Problem »
Would you please copy each line of the data in which the string "Sized" occurs?
====== Input records ======
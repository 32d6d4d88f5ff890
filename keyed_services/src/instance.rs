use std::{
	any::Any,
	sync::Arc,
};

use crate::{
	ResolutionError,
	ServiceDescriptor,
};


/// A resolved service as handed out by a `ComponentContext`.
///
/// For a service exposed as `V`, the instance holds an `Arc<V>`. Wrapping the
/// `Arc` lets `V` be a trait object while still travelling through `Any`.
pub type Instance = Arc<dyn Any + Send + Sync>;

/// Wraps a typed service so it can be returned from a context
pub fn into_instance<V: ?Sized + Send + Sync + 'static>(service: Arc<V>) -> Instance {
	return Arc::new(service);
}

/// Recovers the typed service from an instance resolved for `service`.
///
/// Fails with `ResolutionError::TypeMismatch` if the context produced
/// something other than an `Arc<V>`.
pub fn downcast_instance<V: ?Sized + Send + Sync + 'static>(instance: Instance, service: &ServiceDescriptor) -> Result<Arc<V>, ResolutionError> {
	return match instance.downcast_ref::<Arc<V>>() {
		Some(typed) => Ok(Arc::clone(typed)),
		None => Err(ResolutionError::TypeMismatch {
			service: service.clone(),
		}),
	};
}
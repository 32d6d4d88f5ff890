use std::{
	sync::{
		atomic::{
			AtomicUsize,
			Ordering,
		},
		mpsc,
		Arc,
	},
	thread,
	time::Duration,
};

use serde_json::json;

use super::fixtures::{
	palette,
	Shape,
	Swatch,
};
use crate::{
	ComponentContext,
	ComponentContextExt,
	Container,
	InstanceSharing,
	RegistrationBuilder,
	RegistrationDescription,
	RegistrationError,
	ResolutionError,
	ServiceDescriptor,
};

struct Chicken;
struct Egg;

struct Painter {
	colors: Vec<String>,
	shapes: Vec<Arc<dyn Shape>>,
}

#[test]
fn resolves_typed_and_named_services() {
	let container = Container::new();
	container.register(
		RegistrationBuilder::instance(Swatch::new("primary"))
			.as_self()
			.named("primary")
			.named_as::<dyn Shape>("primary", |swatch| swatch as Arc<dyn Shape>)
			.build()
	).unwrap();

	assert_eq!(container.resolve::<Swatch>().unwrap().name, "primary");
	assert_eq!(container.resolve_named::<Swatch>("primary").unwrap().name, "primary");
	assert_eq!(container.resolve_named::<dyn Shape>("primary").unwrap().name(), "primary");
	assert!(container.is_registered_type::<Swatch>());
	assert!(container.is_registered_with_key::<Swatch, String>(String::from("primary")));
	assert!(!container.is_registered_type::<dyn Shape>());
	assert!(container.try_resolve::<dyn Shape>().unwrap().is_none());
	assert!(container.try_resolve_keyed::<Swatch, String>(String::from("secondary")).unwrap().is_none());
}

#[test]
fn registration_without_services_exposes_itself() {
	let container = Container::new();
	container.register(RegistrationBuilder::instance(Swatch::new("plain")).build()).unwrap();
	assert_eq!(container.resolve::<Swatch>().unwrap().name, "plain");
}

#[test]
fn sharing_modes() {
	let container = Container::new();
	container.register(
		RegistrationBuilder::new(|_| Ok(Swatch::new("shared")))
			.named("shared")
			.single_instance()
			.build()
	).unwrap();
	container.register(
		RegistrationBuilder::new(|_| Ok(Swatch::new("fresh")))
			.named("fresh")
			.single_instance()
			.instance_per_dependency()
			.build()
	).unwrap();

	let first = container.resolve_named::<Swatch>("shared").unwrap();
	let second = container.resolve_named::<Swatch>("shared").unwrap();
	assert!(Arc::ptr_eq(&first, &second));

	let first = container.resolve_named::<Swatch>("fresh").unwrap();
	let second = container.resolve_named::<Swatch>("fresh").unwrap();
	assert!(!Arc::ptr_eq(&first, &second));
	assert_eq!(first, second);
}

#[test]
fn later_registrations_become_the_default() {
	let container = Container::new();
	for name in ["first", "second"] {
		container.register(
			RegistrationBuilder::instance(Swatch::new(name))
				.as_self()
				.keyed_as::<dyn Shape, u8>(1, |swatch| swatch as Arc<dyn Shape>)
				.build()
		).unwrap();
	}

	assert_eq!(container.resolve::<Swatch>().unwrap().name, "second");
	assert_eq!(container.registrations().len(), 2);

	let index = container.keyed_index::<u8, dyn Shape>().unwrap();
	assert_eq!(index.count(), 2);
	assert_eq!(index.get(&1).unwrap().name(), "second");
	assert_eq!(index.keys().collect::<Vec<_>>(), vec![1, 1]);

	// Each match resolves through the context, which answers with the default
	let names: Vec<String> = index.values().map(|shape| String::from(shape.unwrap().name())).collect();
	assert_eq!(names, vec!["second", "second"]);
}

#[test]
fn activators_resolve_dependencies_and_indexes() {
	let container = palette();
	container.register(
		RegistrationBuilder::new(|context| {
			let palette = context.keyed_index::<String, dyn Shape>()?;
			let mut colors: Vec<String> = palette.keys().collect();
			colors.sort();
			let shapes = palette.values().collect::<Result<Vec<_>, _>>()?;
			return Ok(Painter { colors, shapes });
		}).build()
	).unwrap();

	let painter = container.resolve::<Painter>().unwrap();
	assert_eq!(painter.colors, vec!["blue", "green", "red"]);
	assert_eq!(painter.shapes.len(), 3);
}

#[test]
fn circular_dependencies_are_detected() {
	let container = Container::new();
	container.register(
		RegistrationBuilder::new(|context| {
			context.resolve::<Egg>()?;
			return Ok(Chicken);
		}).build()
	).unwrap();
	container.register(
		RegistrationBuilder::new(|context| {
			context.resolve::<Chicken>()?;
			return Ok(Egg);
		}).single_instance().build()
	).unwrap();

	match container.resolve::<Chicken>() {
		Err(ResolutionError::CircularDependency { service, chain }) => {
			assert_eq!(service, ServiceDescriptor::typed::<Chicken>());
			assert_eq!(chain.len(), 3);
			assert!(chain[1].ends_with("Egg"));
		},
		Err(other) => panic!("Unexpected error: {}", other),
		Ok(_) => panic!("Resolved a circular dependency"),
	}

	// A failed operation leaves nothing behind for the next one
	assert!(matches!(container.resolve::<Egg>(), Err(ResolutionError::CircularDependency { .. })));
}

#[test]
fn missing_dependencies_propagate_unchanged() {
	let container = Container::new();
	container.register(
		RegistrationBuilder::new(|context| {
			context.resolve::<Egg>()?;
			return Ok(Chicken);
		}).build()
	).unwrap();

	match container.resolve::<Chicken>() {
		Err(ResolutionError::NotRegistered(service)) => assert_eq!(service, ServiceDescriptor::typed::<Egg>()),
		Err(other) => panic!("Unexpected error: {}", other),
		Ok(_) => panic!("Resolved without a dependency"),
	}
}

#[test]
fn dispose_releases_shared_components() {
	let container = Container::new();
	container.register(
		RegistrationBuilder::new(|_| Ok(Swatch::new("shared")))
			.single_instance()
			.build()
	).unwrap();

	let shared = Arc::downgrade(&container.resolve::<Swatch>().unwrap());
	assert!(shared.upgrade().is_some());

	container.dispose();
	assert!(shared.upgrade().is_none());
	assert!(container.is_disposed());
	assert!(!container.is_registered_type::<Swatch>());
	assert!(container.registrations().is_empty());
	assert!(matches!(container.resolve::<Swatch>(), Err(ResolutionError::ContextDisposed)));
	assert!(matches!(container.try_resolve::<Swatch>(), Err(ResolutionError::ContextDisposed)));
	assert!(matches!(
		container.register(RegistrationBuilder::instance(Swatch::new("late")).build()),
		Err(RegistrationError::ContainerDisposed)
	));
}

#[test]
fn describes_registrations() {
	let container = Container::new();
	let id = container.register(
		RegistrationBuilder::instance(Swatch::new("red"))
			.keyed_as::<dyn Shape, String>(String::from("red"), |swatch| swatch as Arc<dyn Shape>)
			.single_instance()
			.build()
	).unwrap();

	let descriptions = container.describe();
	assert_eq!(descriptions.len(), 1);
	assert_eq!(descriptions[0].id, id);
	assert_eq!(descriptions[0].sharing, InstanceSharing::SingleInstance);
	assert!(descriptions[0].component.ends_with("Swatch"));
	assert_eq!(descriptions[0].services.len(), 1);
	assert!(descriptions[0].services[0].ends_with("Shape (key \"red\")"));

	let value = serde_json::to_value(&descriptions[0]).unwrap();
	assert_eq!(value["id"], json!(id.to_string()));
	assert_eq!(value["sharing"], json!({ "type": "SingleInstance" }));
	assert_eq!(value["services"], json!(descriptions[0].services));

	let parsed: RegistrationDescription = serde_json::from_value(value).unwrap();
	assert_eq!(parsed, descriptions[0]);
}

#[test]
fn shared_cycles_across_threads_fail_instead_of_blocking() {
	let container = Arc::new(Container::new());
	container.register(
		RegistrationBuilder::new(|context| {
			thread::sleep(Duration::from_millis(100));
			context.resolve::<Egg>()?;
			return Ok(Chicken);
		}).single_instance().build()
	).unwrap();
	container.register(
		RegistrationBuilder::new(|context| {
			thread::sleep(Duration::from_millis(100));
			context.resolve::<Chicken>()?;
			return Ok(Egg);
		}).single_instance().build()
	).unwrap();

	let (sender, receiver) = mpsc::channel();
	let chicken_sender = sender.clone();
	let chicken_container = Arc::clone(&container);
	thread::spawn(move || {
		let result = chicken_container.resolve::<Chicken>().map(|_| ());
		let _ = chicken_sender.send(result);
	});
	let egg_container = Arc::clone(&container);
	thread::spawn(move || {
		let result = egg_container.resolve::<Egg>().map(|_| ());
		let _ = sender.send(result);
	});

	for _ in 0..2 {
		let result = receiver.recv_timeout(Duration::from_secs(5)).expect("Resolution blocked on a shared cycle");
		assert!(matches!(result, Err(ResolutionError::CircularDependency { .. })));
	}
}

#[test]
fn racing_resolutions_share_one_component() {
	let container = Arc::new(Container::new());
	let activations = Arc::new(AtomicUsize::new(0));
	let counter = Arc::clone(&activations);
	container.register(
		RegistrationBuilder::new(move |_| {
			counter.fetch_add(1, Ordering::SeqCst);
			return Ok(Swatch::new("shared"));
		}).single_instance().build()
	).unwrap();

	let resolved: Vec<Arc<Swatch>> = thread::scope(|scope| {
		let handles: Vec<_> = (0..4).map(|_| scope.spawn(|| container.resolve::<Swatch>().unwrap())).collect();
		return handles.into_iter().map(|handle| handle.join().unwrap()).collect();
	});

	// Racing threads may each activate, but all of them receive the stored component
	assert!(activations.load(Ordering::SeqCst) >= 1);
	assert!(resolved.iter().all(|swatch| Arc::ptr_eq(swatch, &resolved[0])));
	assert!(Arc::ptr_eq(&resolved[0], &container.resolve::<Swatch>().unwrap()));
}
======
Written response »
pub fn into_instance<V: ?Sized + Send + Sync + 'static>(service: Arc<V>) -> Instance {
pub fn downcast_instance<V: ?Sized + Send + Sync + 'static>(instance: Instance, service: &ServiceDescriptor) -> Result<Arc<V>, ResolutionError> {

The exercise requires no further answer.